ARTICLE 19 observes that Bangladesh's persistent challenges in the ICT sector stem from a deliberate policy of centralising communications infrastructure and control under the former regime. It says this approach allowed authorities to coercively and arbitrarily pressure internet service providers to intercept data, censor content, and implement internet shutdowns on multiple occasions. 

These actions resulted in serious human rights violations under international law and produced widespread disruptions to public life, hindering economic activity and violating people's right to access information, carried out with absolute impunity. 

"The ordinance gives authorities the power to intercept communications and monitor digital activities under the guise of cybersecurity. This raises privacy concerns and risks creating a surveillance state," reads its statement.

Definition of cyberbullying 'vague'

Section 25A of the ordinance defines cyberbullying as acts of intimidating, threatening, or harassing individuals or groups online, as well as disseminating harmful information, defamatory content, or abusive language that damages a person's reputation or mental well-being. 
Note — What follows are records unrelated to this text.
//! Domain layer: value objects, entities, events and the ports the use cases
//! depend on.

pub mod entity;
pub mod error;
pub mod event;
pub mod pusher;
pub mod registry;
pub mod value_object;

pub use entity::{Connection, Room, RoomMember};
pub use error::{MessagePushError, RegistryError, TradeEventError, ValueObjectError};
pub use event::{ServerEvent, TradeEvent, TradeEventKind};
pub use pusher::{MessagePusher, PusherChannel};
pub use registry::ConnectionRegistry;
pub use value_object::{SessionId, SessionIdFactory, Timestamp, WalletAddress};

#[cfg(test)]
pub use pusher::MockMessagePusher;
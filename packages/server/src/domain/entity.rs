//! Entities held by the connection registry.

use std::collections::BTreeSet;

use super::{SessionId, Timestamp, WalletAddress};

/// One live client connection.
#[derive(Debug, Clone, PartialEq, Eq)]
pub struct Connection {
    pub id: SessionId,
    /// Rooms this connection explicitly joined
    pub rooms: BTreeSet<WalletAddress>,
    pub connected_at: Timestamp,
}

impl Connection {
    pub fn new(id: SessionId, connected_at: Timestamp) -> Self {
        Self {
            id,
            rooms: BTreeSet::new(),
            connected_at,
        }
    }

    /// Join a room. Returns `false` when already a member.
    pub fn join(&mut self, address: WalletAddress) -> bool {
        self.rooms.insert(address)
    }
}

/// A member entry as seen from a room.
#[derive(Debug, Clone, PartialEq, Eq)]
pub struct RoomMember {
    pub session_id: SessionId,
    pub connected_at: Timestamp,
}

/// Snapshot of a non-empty room.
///
/// Rooms are not stored on their own: they are derived from connection
/// membership and vanish with their last member.
#[derive(Debug, Clone, PartialEq, Eq)]
pub struct Room {
    pub address: WalletAddress,
    pub members: Vec<RoomMember>,
}
//! Shutdown signal handling.

use tokio::signal;

/// Resolves on Ctrl+C, or SIGTERM on Unix.
pub async fn shutdown_signal() {
    let ctrl_c = async {
        if let Err(e) = signal::ctrl_c().await {
            tracing::error!("Failed to install Ctrl+C handler: {}", e);
            std::future::pending::<()>().await;
        }
    };

    #[cfg(unix)]
    let terminate = async {
        match signal::unix::signal(signal::unix::SignalKind::terminate()) {
            Ok(mut stream) => {
                stream.recv().await;
            }
            Err(e) => {
                tracing::error!("Failed to install SIGTERM handler: {}", e);
                std::future::pending::<()>().await;
            }
        }
    };

    #[cfg(not(unix))]
    let terminate = std::future::pending::<()>();

    tokio::select! {
        _ = ctrl_c => tracing::info!("Received Ctrl+C, shutting down"),
        _ = terminate => tracing::info!("Received SIGTERM, shutting down"),
    }
}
However, the broad and vague nature of this definition creates significant potential for misuse, observes ARTICLE 19.

"It could discourage people from expressing their opinions for fear of causing offence, thereby shrinking the space for open criticism. Journalists, too, would need to exercise extreme caution in their reporting to avoid falling afoul of this provision. If someone claims to feel defamed, insulted, or mentally harmed, they could file a case, leading to the possibility of warrantless arrests by the police," reads the statement.

'Seeks to protect religious values rather than right to freedom of religion'

ARTICLE 19 says Section 26 [of the ordinance] criminalises the publication of information, in any form, that intends to spread hate. This provision is inconsistent with international standards on freedom of expression, as it seeks to protect religious values or feelings rather than an individual's right to freedom of religion. 

"Vague terms like 'hate' can be misinterpreted or exploited to suppress legitimate criticism or dissent, especially on sensitive topics like religion, where such provisions have been used disproportionately against minority groups, journalists, activists, and political opponents. In addition, by criminalising speech that 'intends to spread hate,' the provision risks creating a chilling effect, where individuals refrain from discussing or critiquing religious practices, institutions, or policies out of fear of legal repercussions," it says in the statement.

The British human rights organisation says this discourages open dialogue, restricting people's right to freedom of expression and may disproportionately target minority voices.